* WORK INSTRUCTION
Tally the lines of the data below that contain the string "after". Give the tally and nothing else.

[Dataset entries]
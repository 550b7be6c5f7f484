//! Event-stream reader
//!
//! Subscribes to a long-lived HTTP endpoint that speaks `text/event-stream`,
//! parses the body incrementally into [`Message`]s, and reconnects after
//! failures with a bounded number of retries.
//!
//! Requests go through a [`Transport`], so any HTTP client (and any custom
//! headers it carries) can be used. The default is a plain `reqwest::Client`.
//!
//! # Example
//!
//! ```rust,no_run
//! use std::time::Duration;
//!
//! use sse_reader::{ReaderConfig, SseReader};
//!
//! #[tokio::main]
//! async fn main() -> Result<(), Box<dyn std::error::Error>> {
//!     let mut headers = reqwest::header::HeaderMap::new();
//!     headers.insert("Authorization", "Bearer secret".parse()?);
//!     let client = reqwest::Client::builder().default_headers(headers).build()?;
//!
//!     let config = ReaderConfig::new()
//!         .reconnect_interval(Duration::from_secs(1))
//!         .max_retries(10);
//!     let reader = SseReader::with_client("http://localhost:8080/events", client, config)?;
//!
//!     reader.on_message(|message| println!("{:?}", message.data));
//!     reader.on_error(|error| eprintln!("stream error: {}", error));
//!
//!     tokio::signal::ctrl_c().await?;
//!     reader.close();
//!     Ok(())
//! }
//! ```
//!
//! # Testing
//!
//! The `testing` module provides an axum [`TestServer`](testing::TestServer)
//! and a [`ScriptedTransport`](testing::ScriptedTransport) for driving the
//! reader without a network.

mod config;
mod connection;
mod error;
pub mod events;
pub mod streaming;
pub mod testing;
pub mod transport;

pub use config::{ReaderConfig, ReaderOptions};
pub use connection::{ConnectionState, SseReader};
pub use error::{ReaderError, Result, TransportError};
pub use events::{EventKind, EventStream, ListenerId, ReaderEvent};
pub use streaming::{Message, MessageData, StreamParser};
pub use transport::{Delivery, ReqwestTransport, StreamRequest, Transport};
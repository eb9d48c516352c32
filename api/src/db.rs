use crate::config::Config;
use crate::errors::Result;
use crate::metrics::{READINGS_FETCHED, REJECTED_ROWS_TOTAL, STORE_QUERY_SECONDS};
use crate::model::{Reading, ReadingRow};
use crate::store::ReadingStore;
use crate::validate::reading_from_row;
use async_trait::async_trait;
use chrono::{DateTime, Utc};
use sqlx::postgres::{PgArguments, PgPool, PgPoolOptions};
use sqlx::query::QueryAs;
use sqlx::Postgres;
use std::time::Duration;
use tracing::{debug, info, warn};

pub async fn make_pool(config: &Config) -> Result<PgPool> {
    info!("Connecting to database...");
    let pool = PgPoolOptions::new()
        .max_connections(config.max_connections)
        .acquire_timeout(Duration::from_secs(config.acquire_timeout_secs))
        .connect(&config.database_url)
        .await?;

    info!("Database connection established");
    if config.skip_migrations {
        info!("Skipping database migrations");
    } else {
        info!("Running database migrations...");
        sqlx::migrate!("../migrations").run(&pool).await?;
        info!("Migrations completed");
    }

    Ok(pool)
}

/// SQL counterpart of `validate::reading_from_row`, for queries where rows
/// must be filtered before `LIMIT` applies. Postgres treats `'NaN' = 'NaN'`
/// as true, so `NOT IN` also catches NaN.
const VALID_ROW: &str = "device_id <> ''
             AND pm25 IS NOT NULL AND pm25 NOT IN ('NaN', 'Infinity', '-Infinity')
             AND pm10 IS NOT NULL AND pm10 NOT IN ('NaN', 'Infinity', '-Infinity')
             AND temperature IS NOT NULL AND temperature NOT IN ('NaN', 'Infinity', '-Infinity')
             AND humidity IS NOT NULL AND humidity NOT IN ('NaN', 'Infinity', '-Infinity')";

type ReadingQuery<'q> = QueryAs<'q, Postgres, ReadingRow, PgArguments>;

/// Postgres-backed reading store
#[derive(Debug, Clone)]
pub struct PgReadingStore {
    pool: PgPool,
}

impl PgReadingStore {
    pub fn new(pool: PgPool) -> Self {
        Self { pool }
    }

    async fn fetch(&self, query: ReadingQuery<'_>) -> Result<Vec<Reading>> {
        let timer = STORE_QUERY_SECONDS.start_timer();
        let rows = query.fetch_all(&self.pool).await;
        timer.observe_duration();

        let readings = validated(rows?);
        READINGS_FETCHED.set(readings.len() as f64);
        debug!("Fetched {} readings", readings.len());
        Ok(readings)
    }
}

/// Drops rows that fail validation, logging each one.
fn validated(rows: Vec<ReadingRow>) -> Vec<Reading> {
    rows.into_iter()
        .filter_map(|row| match reading_from_row(row) {
            Ok(reading) => Some(reading),
            Err(e) => {
                warn!("Skipping stored row: {}", e);
                REJECTED_ROWS_TOTAL.inc();
                None
            }
        })
        .collect()
}

#[async_trait]
impl ReadingStore for PgReadingStore {
    async fn all_readings_desc(&self) -> Result<Vec<Reading>> {
        let query = sqlx::query_as::<_, ReadingRow>(
            "SELECT device_id, ts AS timestamp, pm25, pm10, temperature, humidity
             FROM air_quality_readings
             ORDER BY ts DESC",
        );
        self.fetch(query).await
    }

    /// Only valid rows count toward `limit`, so an incomplete newest row
    /// does not hide older readings.
    async fn recent_for_device(&self, device_id: &str, limit: usize) -> Result<Vec<Reading>> {
        let sql = format!(
            "SELECT device_id, ts AS timestamp, pm25, pm10, temperature, humidity
             FROM air_quality_readings
             WHERE device_id = $1 AND {}
             ORDER BY ts DESC
             LIMIT $2",
            VALID_ROW
        );
        let query = sqlx::query_as::<_, ReadingRow>(&sql)
            .bind(device_id)
            .bind(i64::try_from(limit).unwrap_or(i64::MAX));
        self.fetch(query).await
    }

    async fn readings_since(&self, device_id: &str, since: DateTime<Utc>) -> Result<Vec<Reading>> {
        let query = sqlx::query_as::<_, ReadingRow>(
            "SELECT device_id, ts AS timestamp, pm25, pm10, temperature, humidity
             FROM air_quality_readings
             WHERE device_id = $1 AND ts >= $2
             ORDER BY ts ASC",
        )
        .bind(device_id)
        .bind(since);
        self.fetch(query).await
    }
}

#[cfg(test)]
mod tests {
    use super::*;

    fn row(device_id: &str, pm25: Option<f64>) -> ReadingRow {
        ReadingRow {
            device_id: device_id.to_string(),
            timestamp: Utc::now(),
            pm25,
            pm10: Some(60.0),
            temperature: Some(27.5),
            humidity: Some(40.0),
        }
    }

    #[test]
    fn test_validated_skips_incomplete_rows() {
        let readings = validated(vec![
            row("dev-1", Some(12.0)),
            row("dev-2", None),
            row("", Some(3.0)),
            row("dev-3", Some(f64::INFINITY)),
            row("dev-4", Some(8.5)),
        ]);

        let ids: Vec<&str> = readings.iter().map(|r| r.device_id.as_str()).collect();
        assert_eq!(ids, vec!["dev-1", "dev-4"]);
    }
}
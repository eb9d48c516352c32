//! Window aggregation over device readings.
//!
//! Everything here is a pure function of a set of readings and a reference
//! instant `now`. Callers fetch the readings; nothing is cached between calls.

use crate::errors::{Error, Result};
use crate::format::{average_with_unit, TimeFormat, HUMIDITY_UNIT, PM_UNIT, TEMPERATURE_UNIT};
use crate::model::{Reading, WindowAverageResponse};
use chrono::{DateTime, Duration, Utc};
use std::collections::HashSet;

/// Length of the trailing window, in minutes.
pub const WINDOW_MINUTES: i64 = 60;

/// Width of each sub-window bucket, in minutes.
pub const BUCKET_MINUTES: i64 = 15;

/// Fixed sample floor for the 60-minute average. It does not scale with the
/// window length.
pub const MIN_HOURLY_SAMPLES: usize = 45;

const BUCKET_COUNT: usize = (WINDOW_MINUTES / BUCKET_MINUTES) as usize;

pub const HOURLY_LABEL: &str = "Average for last 60 minutes";

/// Inclusive lower bound of the trailing window ending at `now`.
pub fn window_start(now: DateTime<Utc>) -> DateTime<Utc> {
    now - Duration::minutes(WINDOW_MINUTES)
}

/// Whole minutes elapsed between `timestamp` and `now`, rounded down.
/// Timestamps after `now` give negative ages.
pub fn minutes_ago(now: DateTime<Utc>, timestamp: DateTime<Utc>) -> i64 {
    (now - timestamp).num_milliseconds().div_euclid(60_000)
}

/// Mean of each measurement over a set of readings.
#[derive(Debug, Clone, Copy, PartialEq)]
pub struct Means {
    pub pm25: f64,
    pub pm10: f64,
    pub temperature: f64,
    pub humidity: f64,
}

#[derive(Debug, Default)]
struct Accumulator {
    pm25: f64,
    pm10: f64,
    temperature: f64,
    humidity: f64,
    count: usize,
}

impl Accumulator {
    fn add(&mut self, reading: &Reading) {
        self.pm25 += reading.pm25;
        self.pm10 += reading.pm10;
        self.temperature += reading.temperature;
        self.humidity += reading.humidity;
        self.count += 1;
    }

    fn means(&self) -> Option<Means> {
        if self.count == 0 {
            return None;
        }
        let n = self.count as f64;
        Some(Means {
            pm25: self.pm25 / n,
            pm10: self.pm10 / n,
            temperature: self.temperature / n,
            humidity: self.humidity / n,
        })
    }
}

/// Averages over one window or bucket. `timestamp` is the instant the
/// computation ran at, not derived from the readings.
#[derive(Debug, Clone, PartialEq)]
pub struct WindowAverage {
    pub interval: String,
    pub means: Means,
    pub count: usize,
    pub device_id: String,
    pub timestamp: DateTime<Utc>,
}

impl WindowAverage {
    pub fn render(&self, format: TimeFormat) -> WindowAverageResponse {
        WindowAverageResponse {
            interval: self.interval.clone(),
            average_pm25: average_with_unit(self.means.pm25, PM_UNIT),
            average_pm10: average_with_unit(self.means.pm10, PM_UNIT),
            average_temperature: average_with_unit(self.means.temperature, TEMPERATURE_UNIT),
            average_humidity: average_with_unit(self.means.humidity, HUMIDITY_UNIT),
            count: self.count,
            device_id: self.device_id.clone(),
            timestamp: format.render(self.timestamp),
        }
    }
}

/// Most recent reading of every device, newest first.
pub fn latest_per_device(readings: &[Reading]) -> Vec<&Reading> {
    let mut ordered: Vec<&Reading> = readings.iter().collect();
    ordered.sort_by(|a, b| b.timestamp.cmp(&a.timestamp));

    let mut seen = HashSet::new();
    ordered
        .into_iter()
        .filter(|&r| seen.insert(r.device_id.as_str()))
        .collect()
}

/// Most recent reading of `device_id`.
pub fn latest_for_device<'a>(readings: &'a [Reading], device_id: &str) -> Result<&'a Reading> {
    readings
        .iter()
        .filter(|r| r.device_id == device_id)
        .max_by_key(|r| r.timestamp)
        .ok_or_else(|| Error::NotFound(device_id.to_string()))
}

/// Average over the trailing 60 minutes, gated on `MIN_HOURLY_SAMPLES`.
pub fn hourly_average(
    readings: &[Reading],
    device_id: &str,
    now: DateTime<Utc>,
) -> Result<WindowAverage> {
    let since = window_start(now);
    let mut acc = Accumulator::default();
    readings
        .iter()
        .filter(|r| r.device_id == device_id && r.timestamp >= since)
        .for_each(|r| acc.add(r));

    match acc.means() {
        Some(means) if acc.count >= MIN_HOURLY_SAMPLES => Ok(WindowAverage {
            interval: HOURLY_LABEL.to_string(),
            means,
            count: acc.count,
            device_id: device_id.to_string(),
            timestamp: now,
        }),
        _ => Err(Error::InsufficientData {
            required: MIN_HOURLY_SAMPLES,
            actual: acc.count,
        }),
    }
}

/// Bucket slot for a reading of the given age, 0 being the oldest bucket.
/// Ages of 60 minutes or more fall outside every bucket.
fn bucket_slot(minutes_ago: i64) -> Option<usize> {
    if minutes_ago >= WINDOW_MINUTES {
        return None;
    }
    let newest_first = (minutes_ago.max(0) / BUCKET_MINUTES) as usize;
    Some(BUCKET_COUNT - 1 - newest_first)
}

fn bucket_label(slot: usize) -> String {
    let newest_first = (BUCKET_COUNT - 1 - slot) as i64;
    let from = newest_first * BUCKET_MINUTES;
    format!("Average for {}-{} min ago", from, from + BUCKET_MINUTES)
}

/// Averages over the four 15-minute buckets of the trailing hour, oldest
/// bucket first. Empty buckets are left out.
pub fn quarter_hour_averages(
    readings: &[Reading],
    device_id: &str,
    now: DateTime<Utc>,
) -> Vec<WindowAverage> {
    let mut buckets: [Accumulator; BUCKET_COUNT] = Default::default();

    for reading in readings.iter().filter(|r| r.device_id == device_id) {
        if let Some(slot) = bucket_slot(minutes_ago(now, reading.timestamp)) {
            buckets[slot].add(reading);
        }
    }

    buckets
        .iter()
        .enumerate()
        .filter_map(|(slot, acc)| {
            acc.means().map(|means| WindowAverage {
                interval: bucket_label(slot),
                means,
                count: acc.count,
                device_id: device_id.to_string(),
                timestamp: now,
            })
        })
        .collect()
}
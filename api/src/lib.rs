pub mod aggregate;
pub mod config;
pub mod db;
pub mod errors;
pub mod format;
pub mod metrics;
pub mod model;
pub mod rest;
pub mod store;
pub mod validate;
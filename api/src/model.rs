use crate::format::{with_unit, TimeFormat, HUMIDITY_UNIT, PM_UNIT, TEMPERATURE_UNIT};
use chrono::{DateTime, Utc};
use serde::{Deserialize, Serialize};

/// Air-quality sample reported by a device
#[derive(Debug, Clone, PartialEq, Serialize, Deserialize)]
pub struct Reading {
    pub device_id: String,
    pub timestamp: DateTime<Utc>,
    pub pm25: f64,
    pub pm10: f64,
    pub temperature: f64,
    pub humidity: f64,
}

impl Reading {
    pub fn render(&self, format: TimeFormat) -> FormattedReading {
        FormattedReading {
            device_id: self.device_id.clone(),
            timestamp: format.render(self.timestamp),
            pm25: with_unit(self.pm25, PM_UNIT),
            pm10: with_unit(self.pm10, PM_UNIT),
            temperature: with_unit(self.temperature, TEMPERATURE_UNIT),
            humidity: with_unit(self.humidity, HUMIDITY_UNIT),
        }
    }
}

/// Row as stored. Ingestion is schemaless upstream, so measurements may be
/// missing; see `validate::reading_from_row`.
#[derive(Debug, Clone, sqlx::FromRow)]
pub struct ReadingRow {
    pub device_id: String,
    pub timestamp: DateTime<Utc>,
    pub pm25: Option<f64>,
    pub pm10: Option<f64>,
    pub temperature: Option<f64>,
    pub humidity: Option<f64>,
}

/// Reading as returned by the latest-reading endpoints
#[derive(Debug, Clone, Serialize)]
pub struct FormattedReading {
    pub device_id: String,
    pub timestamp: String,
    pub pm25: String,
    pub pm10: String,
    pub temperature: String,
    pub humidity: String,
}

/// Window average as returned by the hourly and 15-minute endpoints
#[derive(Debug, Clone, Serialize)]
pub struct WindowAverageResponse {
    pub interval: String,
    pub average_pm25: String,
    pub average_pm10: String,
    pub average_temperature: String,
    pub average_humidity: String,
    pub count: usize,
    pub device_id: String,
    pub timestamp: String,
}

/// Body of 404/400 responses
#[derive(Debug, Serialize)]
pub struct MessageResponse {
    pub message: String,
}

/// Body of 500 responses
#[derive(Debug, Serialize)]
pub struct ErrorResponse {
    pub error: String,
}
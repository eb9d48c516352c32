use thiserror::Error;

#[derive(Debug, Error)]
pub enum Error {
    #[error("No data found for device {0}")]
    NotFound(String),

    #[error("Not enough data for hourly average (requires ≥ {required} points, found {actual})")]
    InsufficientData { required: usize, actual: usize },

    #[error("Database error: {0}")]
    Database(#[from] sqlx::Error),

    #[error("Database migration error: {0}")]
    Migration(#[from] sqlx::migrate::MigrateError),

    #[error("Validation error: {0}")]
    Validation(String),

    #[error("Metrics error: {0}")]
    Metrics(#[from] prometheus::Error),

    #[error("Metrics encoding error: {0}")]
    MetricsEncoding(#[from] std::string::FromUtf8Error),
}

pub type Result<T> = std::result::Result<T, Error>;
use crate::aggregate::{self, window_start};
use crate::errors::Error;
use crate::format::TimeFormat;
use crate::metrics::{self, INSUFFICIENT_DATA_TOTAL, NOT_FOUND_TOTAL, REQUESTS_TOTAL, STORE_FAILURES_TOTAL};
use crate::model::{ErrorResponse, FormattedReading, MessageResponse, WindowAverageResponse};
use crate::store::ReadingStore;
use axum::{
    extract::{Path, Query, State},
    http::StatusCode,
    response::{IntoResponse, Response},
    routing::get,
    Json, Router,
};
use chrono::Utc;
use serde::Deserialize;
use std::sync::Arc;
use tracing::{debug, error, info};

#[derive(Clone)]
struct AppState {
    store: Arc<dyn ReadingStore>,
}

#[derive(Debug, Deserialize)]
pub struct FormatQuery {
    format: Option<String>,
}

impl FormatQuery {
    fn time_format(&self) -> TimeFormat {
        TimeFormat::from_param(self.format.as_deref())
    }
}

pub fn create_router(store: Arc<dyn ReadingStore>) -> Router {
    let state = AppState { store };

    Router::new()
        .route("/get-latest", get(get_latest))
        .route("/device/:id/latest", get(get_device_latest))
        .route("/device/:id/hourly", get(get_device_hourly))
        .route("/device/:id/15min", get(get_device_quarter_hours))
        .with_state(state)
}

pub async fn metrics_handler() -> Result<String, AppError> {
    Ok(metrics::gather_metrics()?)
}

async fn get_latest(
    State(state): State<AppState>,
    Query(params): Query<FormatQuery>,
) -> Result<Json<Vec<FormattedReading>>, AppError> {
    REQUESTS_TOTAL.inc();
    let format = params.time_format();

    let readings = state.store.all_readings_desc().await?;
    let latest: Vec<FormattedReading> = aggregate::latest_per_device(&readings)
        .into_iter()
        .map(|r| r.render(format))
        .collect();

    debug!("Latest readings for {} devices", latest.len());
    Ok(Json(latest))
}

async fn get_device_latest(
    State(state): State<AppState>,
    Path(id): Path<String>,
    Query(params): Query<FormatQuery>,
) -> Result<Json<FormattedReading>, AppError> {
    REQUESTS_TOTAL.inc();

    let readings = state.store.recent_for_device(&id, 1).await?;
    let latest = aggregate::latest_for_device(&readings, &id)?;

    Ok(Json(latest.render(params.time_format())))
}

async fn get_device_hourly(
    State(state): State<AppState>,
    Path(id): Path<String>,
    Query(params): Query<FormatQuery>,
) -> Result<Json<WindowAverageResponse>, AppError> {
    REQUESTS_TOTAL.inc();
    let now = Utc::now();

    let readings = state.store.readings_since(&id, window_start(now)).await?;
    let average = aggregate::hourly_average(&readings, &id, now)?;

    Ok(Json(average.render(params.time_format())))
}

async fn get_device_quarter_hours(
    State(state): State<AppState>,
    Path(id): Path<String>,
    Query(params): Query<FormatQuery>,
) -> Result<Json<Vec<WindowAverageResponse>>, AppError> {
    REQUESTS_TOTAL.inc();
    let now = Utc::now();
    let format = params.time_format();

    let readings = state.store.readings_since(&id, window_start(now)).await?;
    let averages = aggregate::quarter_hour_averages(&readings, &id, now)
        .iter()
        .map(|a| a.render(format))
        .collect();

    Ok(Json(averages))
}

pub struct AppError(Error);

impl IntoResponse for AppError {
    fn into_response(self) -> Response {
        match self.0 {
            Error::NotFound(id) => {
                NOT_FOUND_TOTAL.inc();
                debug!("No readings for device {}", id);
                (
                    StatusCode::NOT_FOUND,
                    Json(MessageResponse {
                        message: "No data found for device".to_string(),
                    }),
                )
                    .into_response()
            }
            Error::InsufficientData { required, actual } => {
                INSUFFICIENT_DATA_TOTAL.inc();
                info!("Hourly average refused: {} of {} samples", actual, required);
                (
                    StatusCode::BAD_REQUEST,
                    Json(MessageResponse {
                        message: format!(
                            "Not enough data for hourly average (requires ≥ {} points)",
                            required
                        ),
                    }),
                )
                    .into_response()
            }
            err => {
                if is_store_failure(&err) {
                    STORE_FAILURES_TOTAL.inc();
                }
                error!("API error: {}", err);
                (
                    StatusCode::INTERNAL_SERVER_ERROR,
                    Json(ErrorResponse {
                        error: err.to_string(),
                    }),
                )
                    .into_response()
            }
        }
    }
}

/// Errors raised while reading from the store, as opposed to the `/metrics`
/// export path.
fn is_store_failure(err: &Error) -> bool {
    matches!(
        err,
        Error::Database(_) | Error::Migration(_) | Error::Validation(_)
    )
}

impl<E> From<E> for AppError
where
    E: Into<Error>,
{
    fn from(err: E) -> Self {
        Self(err.into())
    }
}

* RESPONSE TO THIS TASK
2